[Stored items]
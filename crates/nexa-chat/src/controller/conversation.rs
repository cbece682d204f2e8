//! One user's chat with one character: greeting, sending, editing,
//! regenerating and clearing, with every change written through the store.

use chrono::Utc;
use std::sync::atomic::{AtomicBool, Ordering};
use std::sync::Arc;
use tokio::sync::Mutex;
use tracing::{debug, info, warn};

use super::Confirm;
use crate::bridge::{ChatBridge, ChatSession};
use crate::error::SendError;
use crate::store::{AppStore, Attachment, Character, Message, Role, User};

pub const CLEAR_PROMPT: &str = "Clear the whole conversation history?";
pub const GREETING_ID: &str = "init";
const REGENERATE_SUFFIX: &str = " (Try again, differently)";

pub fn greeting(character: &Character) -> Message {
    Message::new(
        Role::Model,
        format!("*{} notices you.* {}", character.name, character.tagline),
    )
    .with_id(GREETING_ID)
}

fn fresh_start(character: &Character) -> Message {
    Message::new(
        Role::Model,
        format!("*{} looks at you again, as if seeing you for the first time.*", character.name),
    )
    .with_id(GREETING_ID)
}

/// Text handed to the model for a user turn.
fn outgoing_text(text: &str, attachment: Option<&Attachment>) -> String {
    match attachment {
        Some(_) => format!("[User sent an image] {}", text),
        None => text.to_string(),
    }
}

/// Clears the pending flag when the exchange ends, however it ends.
struct PendingGuard<'a>(&'a AtomicBool);

impl Drop for PendingGuard<'_> {
    fn drop(&mut self) {
        self.0.store(false, Ordering::Release);
    }
}

pub struct Conversation {
    store: Arc<AppStore>,
    bridge: Arc<ChatBridge>,
    user_id: String,
    character: Character,
    session: Mutex<ChatSession>,
    pending: AtomicBool,
}

impl Conversation {
    pub fn open(
        store: Arc<AppStore>,
        bridge: Arc<ChatBridge>,
        user: &User,
        character: &Character,
    ) -> anyhow::Result<Self> {
        let session = bridge.create_session(&character.system_instruction);
        if store.snapshot().history(&user.id, &character.id).is_empty() {
            let greeting = greeting(character);
            store.update(|db| {
                db.record_history(&user.id, &character.id, vec![greeting], Utc::now().timestamp_millis())
            })?;
            debug!("Greeted {} on behalf of {}", user.username, character.name);
        }
        Ok(Self {
            store,
            bridge,
            user_id: user.id.clone(),
            character: character.clone(),
            session: Mutex::new(session),
            pending: AtomicBool::new(false),
        })
    }

    pub fn character(&self) -> &Character {
        &self.character
    }

    pub fn messages(&self) -> Vec<Message> {
        self.store.snapshot().history(&self.user_id, &self.character.id).to_vec()
    }

    pub fn is_pending(&self) -> bool {
        self.pending.load(Ordering::Acquire)
    }

    fn begin(&self) -> Result<PendingGuard<'_>, SendError> {
        if self.pending.swap(true, Ordering::AcqRel) {
            return Err(SendError::Busy);
        }
        Ok(PendingGuard(&self.pending))
    }

    fn append(&self, message: Message) -> anyhow::Result<()> {
        let user_id = &self.user_id;
        let character_id = &self.character.id;
        self.store.update(|db| {
            db.history_mut(user_id, character_id).push(message);
            db.touch_character(character_id, Utc::now().timestamp_millis());
        })?;
        Ok(())
    }

    async fn ask(&self, text: &str) -> Message {
        let reply = {
            let mut session = self.session.lock().await;
            self.bridge.send(&mut session, text).await
        };
        Message::new(Role::Model, reply)
    }

    /// Send a user turn and append the character's reply. Rejected while
    /// another exchange on this conversation is still in flight.
    pub async fn send(&self, text: &str, attachment: Option<Attachment>) -> Result<Message, SendError> {
        let text = text.trim();
        if text.is_empty() && attachment.is_none() {
            return Err(SendError::Empty);
        }
        let _pending = self.begin()?;

        let outgoing = outgoing_text(text, attachment.as_ref());
        self.append(Message::new(Role::User, text).with_attachment(attachment))?;

        let reply = self.ask(&outgoing).await;
        self.append(reply.clone())?;
        Ok(reply)
    }

    pub fn edit_message(&self, message_id: &str, text: &str) -> Result<(), SendError> {
        let text = text.trim();
        if text.is_empty() {
            return Err(SendError::Empty);
        }
        let user_id = &self.user_id;
        let character_id = &self.character.id;
        self.store.try_update(|db| -> Result<(), SendError> {
            let message = db
                .history_mut(user_id, character_id)
                .iter_mut()
                .find(|m| m.id == message_id && m.role == Role::User)
                .ok_or_else(|| SendError::NotEditable(message_id.to_string()))?;
            message.text = text.to_string();
            message.is_edited = true;
            Ok(())
        })??;
        Ok(())
    }

    /// Replace the trailing model reply with a fresh one.
    pub async fn regenerate(&self) -> Result<Message, SendError> {
        let _pending = self.begin()?;

        let history = self.messages();
        let ends_with_reply = history.last().map(|m| m.role == Role::Model).unwrap_or(false);
        if history.len() < 2 || !ends_with_reply {
            return Err(SendError::NothingToRegenerate);
        }
        let last_user = history
            .iter()
            .rev()
            .find(|m| m.role == Role::User)
            .ok_or(SendError::NothingToRegenerate)?;
        let outgoing = format!(
            "{}{}",
            outgoing_text(&last_user.text, last_user.attachment.as_ref()),
            REGENERATE_SUFFIX
        );

        let user_id = &self.user_id;
        let character_id = &self.character.id;
        self.store.update(|db| {
            db.history_mut(user_id, character_id).pop();
        })?;
        info!("Regenerating last reply from {}", self.character.name);

        let reply = self.ask(&outgoing).await;
        self.append(reply.clone())?;
        Ok(reply)
    }

    /// Wipe the history and start a new session. Returns false when the
    /// user declines.
    pub async fn clear(&self, confirm: &dyn Confirm) -> Result<bool, SendError> {
        if !confirm.confirm(CLEAR_PROMPT) {
            return Ok(false);
        }
        let _pending = self.begin()?;

        *self.session.lock().await = self.bridge.create_session(&self.character.system_instruction);
        let start = fresh_start(&self.character);
        self.store.update(|db| {
            db.record_history(
                &self.user_id,
                &self.character.id,
                vec![start],
                Utc::now().timestamp_millis(),
            )
        })?;
        info!("Cleared conversation with {}", self.character.name);
        Ok(true)
    }

    pub fn set_wallpaper(&self, url: Option<String>) -> Result<(), SendError> {
        let character_id = &self.character.id;
        let (found, _) = self.store.update(|db| match db.find_character_mut(character_id) {
            Some(character) => {
                character.wallpaper = url;
                true
            }
            None => false,
        })?;
        if !found {
            warn!("Character {} disappeared before the wallpaper was saved", character_id);
        }
        Ok(())
    }
}

#[cfg(test)]
mod tests {
    use super::*;
    use crate::bridge::gemini::{BackendError, GenerateResponse, GenerationConfig};
    use crate::bridge::replies::RATE_LIMITED_REPLY;
    use crate::bridge::testing::ScriptedBackend;
    use crate::bridge::RetryPolicy;
    use crate::store::{seed, InMemoryKeyValueStore, PersistentStore};
    use std::time::Duration;
    use tokio::sync::Notify;

    fn user() -> User {
        User {
            id: "u1".into(),
            email: "a@b.io".into(),
            username: "alice".into(),
            password: String::new(),
            avatar: String::new(),
            created_at: Utc::now(),
        }
    }

    fn store() -> Arc<AppStore> {
        let kv = Arc::new(InMemoryKeyValueStore::new());
        Arc::new(AppStore::open(PersistentStore::new(kv)))
    }

    fn bridge(backend: ScriptedBackend) -> (Arc<ChatBridge>, Arc<ScriptedBackend>) {
        let backend = Arc::new(backend);
        let bridge = ChatBridge::new(
            backend.clone(),
            RetryPolicy::new(3, Duration::from_millis(1)),
            GenerationConfig { temperature: 1.15, top_k: 40, top_p: 0.95 },
            "English",
        );
        (Arc::new(bridge), backend)
    }

    fn open(backend: ScriptedBackend) -> (Conversation, Arc<AppStore>, Arc<ScriptedBackend>) {
        let store = store();
        let (bridge, backend) = bridge(backend);
        let character = seed::characters().remove(0);
        let conversation = Conversation::open(store.clone(), bridge, &user(), &character).unwrap();
        (conversation, store, backend)
    }

    #[test]
    fn test_open_greets_once() {
        let (conversation, store, _) = open(ScriptedBackend::new(vec![]));
        let messages = conversation.messages();
        assert_eq!(messages.len(), 1);
        assert_eq!(messages[0].id, GREETING_ID);
        assert!(messages[0].text.starts_with(&format!("*{} notices you.*", conversation.character().name)));

        let (bridge, _) = bridge(ScriptedBackend::new(vec![]));
        let reopened = Conversation::open(store, bridge, &user(), conversation.character()).unwrap();
        assert_eq!(reopened.messages().len(), 1);
    }

    #[tokio::test]
    async fn test_send_appends_both_turns() {
        let (conversation, store, _) = open(ScriptedBackend::echo_forever("*smiles*"));
        let reply = conversation.send("  hello  ", None).await.unwrap();
        assert_eq!(reply.text, "*smiles*");

        let messages = conversation.messages();
        assert_eq!(messages.len(), 3);
        assert_eq!(messages[1].role, Role::User);
        assert_eq!(messages[1].text, "hello");
        assert_eq!(messages[2].role, Role::Model);
        assert!(store
            .snapshot()
            .find_character(&conversation.character().id)
            .unwrap()
            .last_active
            .is_some());
    }

    #[tokio::test]
    async fn test_empty_send_rejected() {
        let (conversation, _, backend) = open(ScriptedBackend::new(vec![]));
        assert!(matches!(conversation.send("   ", None).await, Err(SendError::Empty)));
        assert!(backend.requests().is_empty());
    }

    #[tokio::test]
    async fn test_attachment_is_announced() {
        let (conversation, _, backend) = open(ScriptedBackend::echo_forever("*looks*"));
        conversation
            .send("", Some(Attachment::image("data:image/png;base64,AAAA")))
            .await
            .unwrap();
        let sent = backend.requests()[0].contents.last().unwrap().text();
        assert_eq!(sent, "[User sent an image] ");
        assert!(conversation.messages()[1].attachment.is_some());
    }

    #[tokio::test]
    async fn test_second_send_while_pending_is_busy() {
        let gate = Arc::new(Notify::new());
        let (conversation, _, backend) =
            open(ScriptedBackend::echo_forever("*answers*").gated(gate.clone()));

        let (first, second) = tokio::join!(conversation.send("one", None), async {
            tokio::task::yield_now().await;
            assert!(conversation.is_pending());
            let second = conversation.send("two", None).await;
            gate.notify_one();
            second
        });

        tokio_test::assert_ok!(first);
        assert!(matches!(second, Err(SendError::Busy)));
        assert!(!conversation.is_pending());
        assert_eq!(backend.requests().len(), 1);
        assert_eq!(conversation.messages().len(), 3);
    }

    #[tokio::test]
    async fn test_rate_limited_reply_lands_in_history() {
        let limited = || Err(BackendError::Status { status: 429, message: "quota".into() });
        let (conversation, _, _) = open(ScriptedBackend::new(vec![limited(), limited(), limited()]));
        let reply = conversation.send("hi", None).await.unwrap();
        assert_eq!(reply.text, RATE_LIMITED_REPLY);
        assert_eq!(conversation.messages().last().unwrap().text, RATE_LIMITED_REPLY);
    }

    #[tokio::test]
    async fn test_edit_only_user_messages() {
        let (conversation, _, _) = open(ScriptedBackend::echo_forever("ok"));
        conversation.send("helo", None).await.unwrap();
        let messages = conversation.messages();

        conversation.edit_message(&messages[1].id, "hello").unwrap();
        let edited = &conversation.messages()[1];
        assert_eq!(edited.text, "hello");
        assert!(edited.is_edited);

        assert!(matches!(
            conversation.edit_message(&messages[2].id, "nope"),
            Err(SendError::NotEditable(_))
        ));
        assert!(!conversation.messages()[2].is_edited);
    }

    #[tokio::test]
    async fn test_blank_edit_rejected() {
        let (conversation, _, _) = open(ScriptedBackend::echo_forever("ok"));
        conversation.send("original", None).await.unwrap();
        let id = conversation.messages()[1].id.clone();

        assert!(matches!(conversation.edit_message(&id, "   "), Err(SendError::Empty)));
        let kept = &conversation.messages()[1];
        assert_eq!(kept.text, "original");
        assert!(!kept.is_edited);

        conversation.edit_message(&id, "  trimmed  ").unwrap();
        assert_eq!(conversation.messages()[1].text, "trimmed");
    }

    #[tokio::test]
    async fn test_regenerate_replaces_trailing_reply() {
        let (conversation, _, backend) = open(ScriptedBackend::new(vec![
            Ok(GenerateResponse { text: "first".into(), ..Default::default() }),
            Ok(GenerateResponse { text: "second".into(), ..Default::default() }),
        ]));
        conversation.send("tell me a story", None).await.unwrap();
        let reply = conversation.regenerate().await.unwrap();
        assert_eq!(reply.text, "second");

        let messages = conversation.messages();
        assert_eq!(messages.len(), 3);
        assert_eq!(messages[2].text, "second");
        let asked = backend.requests()[1].contents.last().unwrap().text();
        assert_eq!(asked, "tell me a story (Try again, differently)");
    }

    #[tokio::test]
    async fn test_regenerate_needs_an_exchange() {
        let (conversation, _, _) = open(ScriptedBackend::new(vec![]));
        assert!(matches!(conversation.regenerate().await, Err(SendError::NothingToRegenerate)));
        assert_eq!(conversation.messages().len(), 1);
    }

    #[tokio::test]
    async fn test_clear_requires_confirmation() {
        let (conversation, _, _) = open(ScriptedBackend::echo_forever("ok"));
        conversation.send("hi", None).await.unwrap();

        assert!(!conversation.clear(&|_: &str| false).await.unwrap());
        assert_eq!(conversation.messages().len(), 3);

        assert!(conversation.clear(&|_: &str| true).await.unwrap());
        let messages = conversation.messages();
        assert_eq!(messages.len(), 1);
        assert!(messages[0].text.contains("as if seeing you for the first time"));
    }

    #[test]
    fn test_wallpaper_is_saved_on_character() {
        let (conversation, store, _) = open(ScriptedBackend::new(vec![]));
        conversation.set_wallpaper(Some("https://example.com/bg.jpg".into())).unwrap();
        let db = store.snapshot();
        let character = db.find_character(&conversation.character().id).unwrap();
        assert_eq!(character.wallpaper.as_deref(), Some("https://example.com/bg.jpg"));
    }
}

Requirement - Go through the entries. Report every line that contains the word "Mutex".

The completed task -
use tokio::sync::Mutex;
    session: Mutex<ChatSession>,
            session: Mutex::new(session),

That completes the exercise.